WHAT TO PRODUCE >> Begin with the line holding "file must contain", then print every line after it through the end of the data, exactly and with nothing added.

[Stored data]
■ ■ ■ ■

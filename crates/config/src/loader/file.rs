//! Configuration file decoding.
//!
//! Responsibilities:
//! - Read the resolved configuration file in full, read-only.
//! - Decode YAML into the caller's record.
//!
//! Does NOT handle:
//! - Locating the file (see path.rs).
//! - Environment overrides (see env.rs).
//!
//! Invariants:
//! - The file handle is dropped before decoding starts, on success and on error.
//! - Unknown document keys are ignored; missing keys fall back to the record's
//!   serde defaults.
//! - A file with no document (empty, or only comments) decodes as an empty mapping.
//! - Scalars take the type of the field they land in, not a type guessed from their text.
//! - Exactly one YAML document per file.

use std::fs::File;
use std::io::Read;
use std::path::Path;

use serde::Deserialize;
use serde::de::DeserializeOwned;

use super::error::ConfigError;

/// Decode the YAML file at `path` into `dst`.
///
/// `dst` is replaced wholesale by the decoded value. On error it is left untouched.
pub fn parse_file<T: DeserializeOwned>(path: &Path, dst: &mut T) -> Result<(), ConfigError> {
    let content = read_file(path)?;
    *dst = decode(&content).map_err(|source| ConfigError::ConfigFileParse {
        path: path.to_path_buf(),
        source,
    })?;
    Ok(())
}

fn read_file(path: &Path) -> Result<Vec<u8>, ConfigError> {
    let read_error = |source: std::io::Error| ConfigError::ConfigFileRead {
        path: path.to_path_buf(),
        source,
    };

    let mut file = File::open(path).map_err(read_error)?;
    let mut content = Vec::new();
    file.read_to_end(&mut content).map_err(read_error)?;
    Ok(content)
}

fn decode<T: DeserializeOwned>(content: &[u8]) -> Result<T, serde_yaml::Error> {
    // Plain scalars are typed by the destination field, so `1.10` stays text
    // for a `String` field.
    let mut documents = serde_yaml::Deserializer::from_slice(content);
    let decoded = match documents.next() {
        Some(document) => T::deserialize(document)?,
        None => T::deserialize(serde_yaml::Value::Mapping(serde_yaml::Mapping::new()))?,
    };
    if documents.next().is_some() {
        return Err(serde::de::Error::custom(
            "config file must contain a single YAML document",
        ));
    }
    Ok(decoded)
}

■ ■ ■ ■

EXERCISE RESPONSE >>
            "config file must contain a single YAML document",
        ));
    }
    Ok(decoded)
}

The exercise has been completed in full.